Federal Liberals, though rooting for their provincial cousins in the March 26 Quebec election, nonetheless expressed outrage over Charest's decision to use federal money meant to equalize social services in Quebec to finance tax cuts.
"We want Charest to win but we didn't think we would have to pay for it like this," snapped Liberal MP Roy Cullen (Etobicoke North), who said he was appalled by the Quebec premier's decision.
In the Commons, the Liberals charged that Harper's approach to federal-provincial relations, far from winding down long-standing tensions between Ottawa and the premiers, is threatening national unity.
"A prime minister is supposed to unite and not divide, and a federal government is supposed to act on behalf of all Canadians," deputy Liberal leader Michael Ignatieff said in the daily question period.
"The people of Saskatchewan, B.C., New Brunswick, Nova Scotia, Newfoundland and Labrador are wondering today, `Why don't we count?'
"Why did the government introduce a budget that so obviously divides the country?"
Harper countered that his government's overhaul of federal-provincial wealth-sharing arrangements was based on the recommendations of a blue-ribbon panel appointed by the previous Liberal government.
"Every single province gets more money under this budget and a lot more money as the years go by, $39 billion more," the Prime Minister said.
"This budget rewards families, it rewards seniors, it rewards truckers, it rewards farmers, it rewards soldiers. I could go on and on.

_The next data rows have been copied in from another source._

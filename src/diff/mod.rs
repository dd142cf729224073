pub mod classify;
pub mod hunk;
pub mod types;

pub use types::{DiffRow, LineKind};

use tracing::debug;

/// Lay a unified-diff patch out into two columns.
///
/// Single pass over the lines of `patch`, keeping one counter per column.
/// A hunk header moves both counters to the starts it declares; a header
/// that does not parse leaves them where they were. Deletions and additions
/// are never paired up: each input line produces exactly one row, in input
/// order.
///
/// Total over any input: malformed text can only produce odd line numbers.
pub fn layout_patch(patch: &str) -> Vec<DiffRow> {
    let mut rows = Vec::new();
    // Number the next deletion/context line gets on the left, and the next
    // addition/context line gets on the right.
    let mut next_left = 1usize;
    let mut next_right = 1usize;

    for line in patch.lines() {
        let classified = classify::classify_line(line);
        match classified.kind {
            LineKind::Hunk => {
                match hunk::parse_hunk_header(classified.content) {
                    Some(start) => {
                        next_left = start.old_start;
                        next_right = start.new_start;
                    }
                    None => {
                        debug!(header = %classified.content, "unparseable hunk header, keeping line counters");
                    }
                }
                rows.push(DiffRow::hunk(classified.content));
            }
            LineKind::Addition => {
                rows.push(DiffRow::addition(next_right, classified.content));
                next_right += 1;
            }
            LineKind::Deletion => {
                rows.push(DiffRow::deletion(next_left, classified.content));
                next_left += 1;
            }
            LineKind::Context => {
                rows.push(DiffRow::context(next_left, next_right, classified.content));
                next_left += 1;
                next_right += 1;
            }
        }
    }

    debug!(rows = rows.len(), "laid out patch");
    rows
}
use super::types::HunkStart;

/// Largest start accepted. A patch cannot hold more than `isize::MAX` lines,
/// so counters starting at or below this never overflow.
pub const MAX_START: usize = usize::MAX / 2;

/// Parse the starting line numbers out of a hunk header.
///
/// Accepts `@@ -a[,b] +c[,d] @@` anywhere in the line; the counts are
/// optional and ignored. Returns `None` when no such marker is present or a
/// start is above [`MAX_START`].
pub fn parse_hunk_header(line: &str) -> Option<HunkStart> {
    line.match_indices("@@ -")
        .find_map(|(idx, marker)| parse_ranges(&line[idx + marker.len()..]))
}

/// Parse `a[,b] +c[,d] @@` following the `@@ -` marker.
fn parse_ranges(rest: &str) -> Option<HunkStart> {
    let (old_start, rest) = parse_range(rest)?;
    let rest = rest.strip_prefix(" +")?;
    let (new_start, rest) = parse_range(rest)?;
    rest.starts_with(" @@").then_some(HunkStart {
        old_start,
        new_start,
    })
}

/// Parse `start[,count]`, returning the start and the unconsumed input.
fn parse_range(input: &str) -> Option<(usize, &str)> {
    let (start, rest) = take_digits(input);
    if start.is_empty() {
        return None;
    }
    let start = start.parse::<usize>().ok().filter(|&n| n <= MAX_START)?;
    let rest = rest.strip_prefix(',').unwrap_or(rest);
    let (_count, rest) = take_digits(rest);
    Some((start, rest))
}

fn take_digits(input: &str) -> (&str, &str) {
    let end = input
        .find(|c: char| !c.is_ascii_digit())
        .unwrap_or(input.len());
    input.split_at(end)
}

#[cfg(test)]
mod tests {
    use super::*;

    fn starts(line: &str) -> Option<(usize, usize)> {
        parse_hunk_header(line).map(|h| (h.old_start, h.new_start))
    }

    #[test]
    fn test_parse_full_header() {
        assert_eq!(starts("@@ -10,3 +20,3 @@"), Some((10, 20)));
    }

    #[test]
    fn test_parse_header_without_counts() {
        assert_eq!(starts("@@ -7 +9 @@"), Some((7, 9)));
        assert_eq!(starts("@@ -7,2 +9 @@"), Some((7, 9)));
    }

    #[test]
    fn test_parse_header_with_section_heading() {
        assert_eq!(starts("@@ -1,5 +1,7 @@ fn main() {"), Some((1, 1)));
    }

    #[test]
    fn test_parse_new_file_header() {
        assert_eq!(starts("@@ -0,0 +1,2 @@"), Some((0, 1)));
    }

    #[test]
    fn test_parse_malformed_headers() {
        assert_eq!(starts("@@ garbage @@"), None);
        assert_eq!(starts("@@ -a,1 +1 @@"), None);
        assert_eq!(starts("@@ -1,1 +1,1"), None);
        assert_eq!(starts("@@ -1,1 2,1 @@"), None);
        assert_eq!(starts("@@"), None);
    }

    #[test]
    fn test_parse_overflowing_start_is_unparseable() {
        assert_eq!(starts("@@ -99999999999999999999999 +1 @@"), None);
    }

    #[test]
    fn test_parse_start_above_limit_is_unparseable() {
        assert_eq!(starts(&format!("@@ -{} +1 @@", usize::MAX)), None);
        assert_eq!(starts(&format!("@@ -1 +{} @@", MAX_START + 1)), None);
        assert_eq!(starts(&format!("@@ -{} +1 @@", MAX_START)), Some((MAX_START, 1)));
    }

    #[test]
    fn test_parse_combined_diff_marker() {
        // The first `@@ -` occurrence that fits the pattern wins.
        assert_eq!(starts("@@@ -3,2 +4,2 @@@"), Some((3, 4)));
    }
}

The one thing that unites members of the Liberal Party is they are voting against all of them."
The blow-up over how various provinces were treated in Finance Minister Jim Flaherty's budget appeared increasingly divisive.
In Newfoundland, radio station VOCM reported that, in an interview, Conservative MP Fabian Manning (Avalon) said he had lobbied to have non-renewable resources taken out of the equalization formula, but if he votes against the federal budget, he's as good as out of the party.
And another Conservative MP joined in the verbal jousting between the Harper government and Saskatchewan Premier Lorne Calvert over the equalization issue.
"The premier's lying through his teeth," outspoken Saskatoon MP Maurice Vellacott told Canadian Press.
He added that Calvert, an NDP premier, is a socialist who would rather keep his province "on the federal dole" than achieve prosperity.
Calvert responded by saying that the federal Conservatives, having betrayed the provinces, can only resort to name-calling.
On the election campaign trail, Charest was unapologetic about his decision to apply his $700 million federal equalization windfall toward tax relief.
"We are making decisions in our areas of jurisdiction, and we have the full power to make decisions according to our priorities."